È difficile che qualcuno possa contestare il fatto che i processori siano soluzioni piuttosto complesse, che semplicemente non possono funzionare senza autodiagnosi e strumenti di controllo avanzati sia nella fase di produzione che durante l'uso. Gli sviluppatori hanno l'obbligo di avere strumenti di "onnipotenza", per essere completamente certi della qualità del prodotto. E questi strumenti non spariscono da nessuna parte. In seguito, tutti questi strumenti diagnostici integrati nel processore possono servire a scopi validi, come le tecnologie di controllo remoto tipo Intel AMT, ma possono anche diventare un retrocircuito per i servizi segreti o i malintenzionati, il che per l'utente è spesso la stessa cosa.

Come ricorderete, nel maggio 2016 gli specialisti della Positive Technologies hanno scoperto che il modulo Intel Management Engine 11 per l'implementazione della tecnologia AMT all'interno del sistema hub (PCH) ha subito cambiamenti significativi ed è diventato vulnerabile agli attacchi dei malintenzionati. Fino alla versione IME 11, il modulo era costruito su un'architettura unica e, senza documentazione specifica, non rappresentava un grande pericolo, ma può aprire accesso alle informazioni nella memoria del PC. A partire dalla versione IME 11, il modulo è diventato compatibile x86 e accessibile all'analisi di un ampio pubblico (maggiori dettagli sulla vulnerabilità INTEL-SA-00086 qui e nei collegamenti successivi). Inoltre, un anno dopo è emersa una connessione tra l'IME e il programma di sorveglianza della NSA degli Stati Uniti. Ulteriori studi sull'IME hanno portato alla scoperta di un'altra potenziale "backdoor" nei controller e nei processori Intel, di cui hanno parlato ieri alla conferenza Black Hat di Singapore gli specialisti della Positive Technologies Maxim Goryachy e Mark Ermolov.
All'interno dell'hub PCH e nei processori Intel è stato trovato un analizzatore logico multifunzionale del segnale VISA (Intel Visualization of Internal Signals Architecture). Più precisamente, il VISA è anche uno strumento Intel per controllare la funzionalità dei processori. La documentazione per il modulo non è disponibile pubblicamente, ma questo non significa che non esista. L'analisi del VISA ha rivelato che l'analizzatore, originariamente disattivato in fabbrica, può essere attivato da un malintenzionato, e fornirà accesso sia alle informazioni nella memoria del PC che alle sequenze di segnale delle periferiche. Inoltre, sono stati trovati diversi modi per attivare il VISA.

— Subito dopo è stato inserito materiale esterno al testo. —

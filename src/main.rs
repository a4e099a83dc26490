use std::path::PathBuf;

use anyhow::{Context, Result};
use clap::Parser;
use tracing::info;
use tracing_subscriber::EnvFilter;

use massing::config::PipelineConfig;
use massing::pipeline;
use massing::render::RaycastBackend;

/// Extrude building footprints and render 360° panoramas.
#[derive(Parser, Debug, Clone)]
#[command(name = "massing", version)]
struct Args {
    /// Footprint CSV with `ID`, `X(m)`, `Y(m)` and `h` columns.
    #[arg(long)]
    build: Option<PathBuf>,

    /// Camera CSV with `x` and `y` columns.
    #[arg(long)]
    cameras: Option<PathBuf>,

    /// Directory receiving `panorama_<N>.jpg`.
    #[arg(long)]
    output: Option<PathBuf>,

    /// JSON file overriding paths, render and scene settings.
    #[arg(long)]
    config: Option<PathBuf>,

    /// Output width; height follows at 2:1 unless given.
    #[arg(long)]
    width: Option<u32>,

    /// Output height; must be half the width.
    #[arg(long)]
    height: Option<u32>,

    /// Samples per pixel handed to the renderer.
    #[arg(long)]
    samples: Option<u32>,
}

impl Args {
    fn into_config(self) -> Result<PipelineConfig> {
        let mut config = match &self.config {
            Some(path) => PipelineConfig::from_json_file(path)
                .with_context(|| format!("loading config {}", path.display()))?,
            None => PipelineConfig::default(),
        };

        if let Some(build) = self.build {
            config.build_csv = build;
        }
        if let Some(cameras) = self.cameras {
            config.camera_csv = cameras;
        }
        if let Some(output) = self.output {
            config.output_dir = output;
        }
        if let Some(width) = self.width {
            config.render = config.render.with_width(width);
        }
        if let Some(height) = self.height {
            config.render.height = height;
        }
        if let Some(samples) = self.samples {
            config.render.samples = samples;
        }
        Ok(config)
    }
}

/// Directives used when `RUST_LOG` is unset: WARN for everything, INFO for massing.
const DEFAULT_LOG_DIRECTIVES: &str = "warn,massing=info";

/// Builds the log filter from `RUST_LOG`, falling back to the defaults when it
/// is unset or does not parse.
fn log_filter(rust_log: Option<&str>) -> EnvFilter {
    rust_log
        .and_then(|directives| EnvFilter::try_new(directives).ok())
        .unwrap_or_else(|| EnvFilter::new(DEFAULT_LOG_DIRECTIVES))
}

fn main() -> Result<()> {
    tracing_subscriber::fmt()
        .with_env_filter(log_filter(std::env::var("RUST_LOG").ok().as_deref()))
        .init();

    let config = Args::parse().into_config()?;
    let mut backend = RaycastBackend::new();

    let summary = pipeline::run(&config, &mut backend).with_context(|| {
        format!(
            "rendering {} with cameras from {}",
            config.build_csv.display(),
            config.camera_csv.display()
        )
    })?;

    for (id, reason) in &summary.skipped {
        info!(%id, %reason, "building skipped");
    }
    info!(
        buildings = summary.built.len(),
        panoramas = summary.rendered.len(),
        output = %config.output_dir.display(),
        "all done"
    );
    Ok(())
}
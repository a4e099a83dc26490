use crate::error::{Result, TopologyError};
use crate::topology::{ShellId, SolidData, SolidId, TopologyStore};

/// Creates a named solid from a closed shell.
pub struct MakeSolid {
    outer_shell: ShellId,
    name: String,
}

impl MakeSolid {
    /// Creates a new `MakeSolid` operation.
    #[must_use]
    pub fn new(outer_shell: ShellId, name: impl Into<String>) -> Self {
        Self {
            outer_shell,
            name: name.into(),
        }
    }

    /// Executes the operation, creating the solid in the topology store.
    ///
    /// # Errors
    ///
    /// Returns an error if the shell does not exist or is not closed.
    pub fn execute(&self, store: &mut TopologyStore) -> Result<SolidId> {
        if !store.shell(self.outer_shell)?.is_closed {
            return Err(
                TopologyError::InvalidTopology("solid shell must be closed".into()).into(),
            );
        }
        Ok(store.add_solid(SolidData {
            name: self.name.clone(),
            outer_shell: self.outer_shell,
        }))
    }
}
use super::{Point2, TOLERANCE};

/// 2D cross product of `(b - a) x (c - a)`.
///
/// Positive when `c` lies to the left of the directed line `a -> b`.
#[inline]
#[must_use]
pub fn orient_2d(a: &Point2, b: &Point2, c: &Point2) -> f64 {
    (b.x - a.x) * (c.y - a.y) - (b.y - a.y) * (c.x - a.x)
}

/// Returns `true` if `p` lies within the axis-aligned box spanned by `a` and `b`.
///
/// Only meaningful when `p` is already known to be collinear with `a` and `b`.
fn within_span(a: &Point2, b: &Point2, p: &Point2) -> bool {
    p.x >= a.x.min(b.x) - TOLERANCE
        && p.x <= a.x.max(b.x) + TOLERANCE
        && p.y >= a.y.min(b.y) - TOLERANCE
        && p.y <= a.y.max(b.y) + TOLERANCE
}

/// Bounded segment-segment intersection test in 2D.
///
/// Returns `true` if the closed segments `a0-a1` and `b0-b1` share at least
/// one point, including touching endpoints and collinear overlap.
#[must_use]
pub fn segments_intersect_2d(a0: &Point2, a1: &Point2, b0: &Point2, b1: &Point2) -> bool {
    let d1 = orient_2d(b0, b1, a0);
    let d2 = orient_2d(b0, b1, a1);
    let d3 = orient_2d(a0, a1, b0);
    let d4 = orient_2d(a0, a1, b1);

    if ((d1 > TOLERANCE && d2 < -TOLERANCE) || (d1 < -TOLERANCE && d2 > TOLERANCE))
        && ((d3 > TOLERANCE && d4 < -TOLERANCE) || (d3 < -TOLERANCE && d4 > TOLERANCE))
    {
        return true;
    }

    (d1.abs() <= TOLERANCE && within_span(b0, b1, a0))
        || (d2.abs() <= TOLERANCE && within_span(b0, b1, a1))
        || (d3.abs() <= TOLERANCE && within_span(a0, a1, b0))
        || (d4.abs() <= TOLERANCE && within_span(a0, a1, b1))
}
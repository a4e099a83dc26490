//! CPU ray caster for equirectangular previews.
//!
//! Casts one primary ray per pixel against the ground plane and every
//! building mesh, shades hits with a Lambert sun term plus sky ambient, and
//! writes the frame as JPEG. Rows are traced in parallel.

use std::f64::consts::{PI, TAU};
use std::fs::File;
use std::io::BufWriter;

use image::codecs::jpeg::JpegEncoder;
use image::RgbImage;
use rayon::prelude::*;
use tracing::debug;

use crate::error::RenderError;
use crate::math::{Point3, Vector3, TOLERANCE};
use crate::operations::query::Aabb;
use crate::scene::{
    GroundPlane, Material, MaterialId, PanoramicCamera, SceneBackend, SkySettings, SunLamp,
};
use crate::tessellation::TriangleMesh;

use super::{euler_xyz, RenderJob, RenderSettings};

const ZENITH: [f64; 3] = [0.18, 0.36, 0.75];
const HORIZON: [f64; 3] = [0.70, 0.80, 0.92];
const HAZE: [f64; 3] = [0.80, 0.80, 0.78];
const BELOW_HORIZON: [f64; 3] = [0.05, 0.05, 0.05];
const SUN_DISC: [f64; 3] = [20.0, 18.0, 15.0];

/// Smallest sun disc drawn in the sky, half-angle in radians.
const MIN_SUN_HALF_ANGLE: f64 = 0.01;

/// A ray with a unit direction.
#[derive(Debug, Clone, Copy)]
struct Ray {
    origin: Point3,
    dir: Vector3,
}

#[derive(Debug, Clone, Copy)]
struct Triangle {
    a: Point3,
    e1: Vector3,
    e2: Vector3,
    normal: Vector3,
}
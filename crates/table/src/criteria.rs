//! Row filtering by predicate or by per-column criteria.
//!
//! A `Criteria` is a conjunction of `(column, Criterion)` entries. The shape of
//! every entry (equality, pattern, operator, predicate) is fixed when the
//! criteria are built, so matching a row never has to inspect its input.

use crate::row::Row;
use regex::Regex;
use serde::Deserialize;
use serde_json::Value as JsonValue;
use tabula_core::{Error, Result, Value};

/// Anything that can decide whether a row matches.
pub trait RowFilter {
    fn matches(&self, row: &Row) -> bool;
}

impl<F> RowFilter for F
where
    F: Fn(&Row) -> bool,
{
    fn matches(&self, row: &Row) -> bool {
        self(row)
    }
}

/// A comparison operator with its operand.
#[derive(Clone, Debug, PartialEq)]
pub enum Operator {
    Gt(Value),
    Gte(Value),
    Lt(Value),
    Lte(Value),
    Ne(Value),
    In(Vec<Value>),
    /// Substring containment on the display form.
    Contains(Value),
}

impl Operator {
    fn test(&self, value: &Value) -> bool {
        use core::cmp::Ordering::*;
        match self {
            Operator::Gt(operand) => value.compare(operand) == Some(Greater),
            Operator::Gte(operand) => matches!(value.compare(operand), Some(Greater | Equal)),
            Operator::Lt(operand) => value.compare(operand) == Some(Less),
            Operator::Lte(operand) => matches!(value.compare(operand), Some(Less | Equal)),
            Operator::Ne(operand) => value != operand,
            Operator::In(options) => options.iter().any(|o| o == value),
            Operator::Contains(operand) => {
                !value.is_null() && value.to_string().contains(&operand.to_string())
            }
        }
    }
}

/// The test applied to one column's value.
pub enum Criterion {
    /// Strict equality.
    Equals(Value),
    /// Regular expression tested against the display form of non-null values.
    Pattern(Regex),
    Operator(Operator),
    Predicate(Box<dyn Fn(&Value) -> bool>),
}

impl Criterion {
    /// Tests a single value.
    pub fn test(&self, value: &Value) -> bool {
        match self {
            Criterion::Equals(expected) => value == expected,
            Criterion::Pattern(regex) => !value.is_null() && regex.is_match(&value.to_string()),
            Criterion::Operator(op) => op.test(value),
            Criterion::Predicate(f) => f(value),
        }
    }
}

impl core::fmt::Debug for Criterion {
    fn fmt(&self, f: &mut core::fmt::Formatter<'_>) -> core::fmt::Result {
        match self {
            Criterion::Equals(v) => f.debug_tuple("Equals").field(v).finish(),
            Criterion::Pattern(r) => f.debug_tuple("Pattern").field(&r.as_str()).finish(),
            Criterion::Operator(op) => f.debug_tuple("Operator").field(op).finish(),
            Criterion::Predicate(_) => f.write_str("Predicate(..)"),
        }
    }
}

/// A conjunction of per-column criteria.
///
/// A row matches when every entry matches; a column the row does not have
/// fails its entry.
#[derive(Debug, Default)]
pub struct Criteria {
    entries: Vec<(String, Criterion)>,
}

impl Criteria {
    /// Creates empty criteria, which match every row.
    pub fn new() -> Self {
        Self::default()
    }

    /// Adds an entry.
    pub fn with(mut self, column: impl Into<String>, criterion: Criterion) -> Self {
        self.entries.push((column.into(), criterion));
        self
    }

    pub fn eq(self, column: impl Into<String>, value: impl Into<Value>) -> Self {
        self.with(column, Criterion::Equals(value.into()))
    }

    pub fn ne(self, column: impl Into<String>, value: impl Into<Value>) -> Self {
        self.op(column, Operator::Ne(value.into()))
    }

    pub fn gt(self, column: impl Into<String>, value: impl Into<Value>) -> Self {
        self.op(column, Operator::Gt(value.into()))
    }

    pub fn gte(self, column: impl Into<String>, value: impl Into<Value>) -> Self {
        self.op(column, Operator::Gte(value.into()))
    }

    pub fn lt(self, column: impl Into<String>, value: impl Into<Value>) -> Self {
        self.op(column, Operator::Lt(value.into()))
    }

    pub fn lte(self, column: impl Into<String>, value: impl Into<Value>) -> Self {
        self.op(column, Operator::Lte(value.into()))
    }

    pub fn is_in<V: Into<Value>>(
        self,
        column: impl Into<String>,
        values: impl IntoIterator<Item = V>,
    ) -> Self {
        self.op(column, Operator::In(values.into_iter().map(Into::into).collect()))
    }

    pub fn contains(self, column: impl Into<String>, value: impl Into<Value>) -> Self {
        self.op(column, Operator::Contains(value.into()))
    }

    pub fn pattern(self, column: impl Into<String>, regex: Regex) -> Self {
        self.with(column, Criterion::Pattern(regex))
    }

    /// Adds a predicate over the column's value.
    pub fn test<F>(self, column: impl Into<String>, f: F) -> Self
    where
        F: Fn(&Value) -> bool + 'static,
    {
        self.with(column, Criterion::Predicate(Box::new(f)))
    }

    fn op(self, column: impl Into<String>, op: Operator) -> Self {
        self.with(column, Criterion::Operator(op))
    }

    /// Returns the number of entries.
    pub fn len(&self) -> usize {
        self.entries.len()
    }

    pub fn is_empty(&self) -> bool {
        self.entries.is_empty()
    }

    /// Builds criteria from a JSON criteria document.
    ///
    /// Each member maps a column to either a scalar (equality) or an object of
    /// operators: `$gt`, `$gte`, `$lt`, `$lte`, `$ne`, `$in` (array),
    /// `$contains` and `$regex` (pattern string).
    pub fn from_json(doc: &JsonValue) -> Result<Self> {
        let members = doc
            .as_object()
            .ok_or_else(|| Error::invalid_operation("criteria must be a JSON object"))?;

        let mut criteria = Criteria::new();
        for (column, entry) in members {
            match entry {
                JsonValue::Object(ops) => {
                    for (op, operand) in ops {
                        criteria = criteria.with(column.as_str(), parse_operator(op, operand)?);
                    }
                }
                JsonValue::Array(_) => {
                    return Err(Error::invalid_operation(format!(
                        "criteria for column {} must be a scalar or an operator object",
                        column
                    )))
                }
                scalar => {
                    criteria = criteria.with(column.as_str(), Criterion::Equals(operand_value(scalar)?))
                }
            }
        }
        Ok(criteria)
    }
}

impl RowFilter for Criteria {
    fn matches(&self, row: &Row) -> bool {
        self.entries.iter().all(|(column, criterion)| match row.get(column) {
            Ok(value) => criterion.test(value),
            Err(_) => false,
        })
    }
}

fn parse_operator(op: &str, operand: &JsonValue) -> Result<Criterion> {
    let value = || operand_value(operand);
    let op = match op {
        "$gt" => Operator::Gt(value()?),
        "$gte" => Operator::Gte(value()?),
        "$lt" => Operator::Lt(value()?),
        "$lte" => Operator::Lte(value()?),
        "$ne" => Operator::Ne(value()?),
        "$contains" => Operator::Contains(value()?),
        "$in" => {
            let options = operand
                .as_array()
                .ok_or_else(|| Error::invalid_operation("$in expects an array"))?;
            Operator::In(options.iter().map(operand_value).collect::<Result<_>>()?)
        }
        "$regex" => {
            let pattern = operand
                .as_str()
                .ok_or_else(|| Error::invalid_operation("$regex expects a string"))?;
            let regex = Regex::new(pattern)
                .map_err(|e| Error::invalid_operation(format!("invalid pattern {}: {}", pattern, e)))?;
            return Ok(Criterion::Pattern(regex));
        }
        other => {
            return Err(Error::invalid_operation(format!("unknown operator: {}", other)));
        }
    };
    Ok(Criterion::Operator(op))
}

/// Reads a JSON scalar operand as a cell value.
fn operand_value(json: &JsonValue) -> Result<Value> {
    Value::deserialize(json)
        .map_err(|e| Error::invalid_operation(format!("invalid operand {}: {}", json, e)))
}

#[cfg(test)]
mod tests {
    use super::*;
    use crate::column::Column;
    use crate::table::Table;
    use serde_json::json;
    use tabula_core::{DataType, Record};

    fn people() -> Table {
        let mut table = Table::new("people");
        table.add_column(Column::new("name", DataType::String)).unwrap();
        table.add_column(Column::new("age", DataType::Number)).unwrap();
        table.add_column(Column::untyped("tag")).unwrap();
        table.add_row(Record::new().with("name", "Ann").with("age", 30).with("tag", "x")).unwrap();
        table.add_row(Record::new().with("name", "Bob").with("age", 25)).unwrap();
        table.add_row(Record::new().with("name", "Cid").with("age", 41).with("tag", 3)).unwrap();
        table
    }

    fn names(rows: Vec<&Row>) -> Vec<String> {
        rows.iter().map(|r| r.get("name").unwrap().to_string()).collect()
    }

    #[test]
    fn test_equality_and_operators() {
        let table = people();
        assert_eq!(names(table.find_rows(&Criteria::new().eq("name", "Bob"))), vec!["Bob"]);
        assert_eq!(names(table.find_rows(&Criteria::new().gt("age", 26))), vec!["Ann", "Cid"]);
        assert_eq!(names(table.find_rows(&Criteria::new().lte("age", 30))), vec!["Ann", "Bob"]);
        assert_eq!(
            names(table.find_rows(&Criteria::new().gte("age", 25).lt("age", 41))),
            vec!["Ann", "Bob"]
        );
        assert_eq!(names(table.find_rows(&Criteria::new().ne("name", "Ann"))), vec!["Bob", "Cid"]);
        assert_eq!(
            names(table.find_rows(&Criteria::new().is_in("age", [25, 41]))),
            vec!["Bob", "Cid"]
        );
    }

    #[test]
    fn test_equality_is_strict() {
        let table = people();
        assert!(table.find_rows(&Criteria::new().eq("tag", "3")).is_empty());
        assert_eq!(names(table.find_rows(&Criteria::new().eq("tag", 3))), vec!["Cid"]);
    }

    #[test]
    fn test_contains_and_pattern() {
        let table = people();
        assert_eq!(names(table.find_rows(&Criteria::new().contains("name", "o"))), vec!["Bob"]);
        let regex = Regex::new("^[AC]").unwrap();
        assert_eq!(names(table.find_rows(&Criteria::new().pattern("name", regex))), vec!["Ann", "Cid"]);
        // Null tags never match a pattern.
        let any = Regex::new(".*").unwrap();
        assert_eq!(table.find_rows(&Criteria::new().pattern("tag", any)).len(), 2);
    }

    #[test]
    fn test_value_predicate() {
        let table = people();
        let found = table.find_rows(&Criteria::new().test("age", |v| v.as_number() == Some(25.0)));
        assert_eq!(names(found), vec!["Bob"]);
    }

    #[test]
    fn test_unknown_column_never_matches() {
        let table = people();
        assert!(table.find_rows(&Criteria::new().eq("missing", 1)).is_empty());
        assert_eq!(table.find_rows(&Criteria::new()).len(), 3);
    }

    #[test]
    fn test_from_json() {
        let table = people();
        let criteria = Criteria::from_json(&json!({ "age": { "$gt": 26, "$lt": 40 } })).unwrap();
        assert_eq!(criteria.len(), 2);
        assert_eq!(names(table.find_rows(&criteria)), vec!["Ann"]);

        let criteria = Criteria::from_json(&json!({ "name": { "$regex": "b$" } })).unwrap();
        assert_eq!(names(table.find_rows(&criteria)), vec!["Bob"]);

        let criteria = Criteria::from_json(&json!({ "name": "Cid", "age": { "$in": [41] } })).unwrap();
        assert_eq!(names(table.find_rows(&criteria)), vec!["Cid"]);
    }

    #[test]
    fn test_from_json_rejects_bad_shapes() {
        assert!(Criteria::from_json(&json!([1, 2])).is_err());
        assert!(Criteria::from_json(&json!({ "a": [1] })).is_err());
        assert!(Criteria::from_json(&json!({ "a": { "$between": 1 } })).is_err());
        assert!(Criteria::from_json(&json!({ "a": { "$in": 1 } })).is_err());
        assert!(Criteria::from_json(&json!({ "a": { "$regex": "(" } })).is_err());
        assert!(Criteria::from_json(&json!({ "a": { "$gt": [1] } })).is_err());
        assert!(Criteria::from_json(&json!({ "a": { "$in": [1, {}] } })).is_err());
    }

    #[test]
    fn test_closure_filter() {
        let table = people();
        let adults = |row: &Row| row.get("age").ok().and_then(Value::as_number).unwrap_or(0.0) >= 30.0;
        assert_eq!(names(table.find_rows(&adults)), vec!["Ann", "Cid"]);
    }
}
//! Property-based tests for tabula-table using proptest.

use proptest::prelude::*;
use tabula_core::{DataType, Record, Value};
use tabula_table::{Column, SortOrder, Table};

#[derive(Clone, Debug)]
enum SchemaOp {
    Add(u8),
    Remove(u8),
}

fn schema_op() -> impl Strategy<Value = SchemaOp> {
    prop_oneof![
        (0u8..12).prop_map(SchemaOp::Add),
        (0u8..12).prop_map(SchemaOp::Remove),
    ]
}

proptest! {
    /// Ordinals stay dense and match iteration order under any add/remove sequence.
    #[test]
    fn ordinals_stay_dense(ops in prop::collection::vec(schema_op(), 1..60)) {
        let mut table = Table::new("t");
        table.add_row(Record::new()).unwrap();
        for op in ops {
            match op {
                SchemaOp::Add(n) => { let _ = table.add_column(format!("c{}", n)); }
                SchemaOp::Remove(n) => { let _ = table.remove_column(&format!("c{}", n)); }
            }
        }
        for (i, column) in table.columns().iter().enumerate() {
            prop_assert_eq!(column.ordinal(), i);
        }
        // Every row carries exactly the current columns, in order.
        let row = table.row(0).unwrap();
        let row_columns: Vec<&str> = row.values().map(|(n, _)| n).collect();
        prop_assert_eq!(row_columns, table.columns().names());
    }

    /// A column added after rows exist is back-filled with its default.
    #[test]
    fn added_column_backfills_default(rows in 0usize..20, default in -1000i64..1000) {
        let mut table = Table::new("t");
        table.add_column(("id", DataType::Number)).unwrap();
        for i in 0..rows {
            table.add_row(vec![Value::from(i as i64)]).unwrap();
        }
        table.add_column(Column::new("d", DataType::Number).default_value(default)).unwrap();
        table.add_row(vec![Value::from(rows as i64)]).unwrap();

        for row in table.rows().iter() {
            prop_assert_eq!(row.get("d").unwrap(), &Value::from(default));
        }
        table.remove_column("d").unwrap();
        for row in table.rows().iter() {
            prop_assert!(row.get("d").is_err());
        }
    }

    /// Sorting a number column orders non-null values and puts nulls last.
    #[test]
    fn number_sort_orders_with_nulls_last(
        values in prop::collection::vec(prop::option::of(-1e6f64..1e6), 0..80),
        desc in any::<bool>()
    ) {
        let order = if desc { SortOrder::Desc } else { SortOrder::Asc };
        let mut table = Table::new("t");
        table.add_column(("n", DataType::Number)).unwrap();
        for v in &values {
            table.add_row(vec![Value::from(*v)]).unwrap();
        }
        table.sort("n", order).unwrap();

        let sorted: Vec<Option<f64>> = table
            .rows()
            .iter()
            .map(|r| r.get("n").unwrap().as_number())
            .collect();
        let non_null = values.iter().filter(|v| v.is_some()).count();
        prop_assert!(sorted[..non_null].iter().all(Option::is_some));
        prop_assert!(sorted[non_null..].iter().all(Option::is_none));
        for pair in sorted[..non_null].windows(2) {
            let (a, b) = (pair[0].unwrap(), pair[1].unwrap());
            if desc { prop_assert!(a >= b); } else { prop_assert!(a <= b); }
        }
    }

    /// Writing a numeric string to a number column stores the number.
    #[test]
    fn numeric_strings_coerce(n in -1_000_000i64..1_000_000) {
        let mut table = Table::new("t");
        table.add_column(Column::new("n", DataType::Number).allow_null(false)).unwrap();
        table.add_row(vec![Value::from(0)]).unwrap();
        table.set_value(0, "n", n.to_string()).unwrap();
        prop_assert_eq!(table.row(0).unwrap().get("n").unwrap(), &Value::Number(n as f64));
        prop_assert!(table.set_value(0, "n", Value::Null).is_err());
    }
}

Attivare VISA e ottenere, ad esempio, accesso alle webcam è stato possibile su una scheda madre standard. Non è stato necessario alcun hardware speciale. Questo e un altro esempio sono stati dimostrati dagli esperti di Positive Technologies durante una relazione al Black Hat. Nessuno associa direttamente l'esistenza di VISA all'NSA (per ora), eccetto, naturalmente, i complottisti. Tuttavia, se esiste la possibilità non documentata di attivare un'analizzatore di segnale in qualsiasi sistema basato su Intel, da qualche parte verrà sicuramente attivato.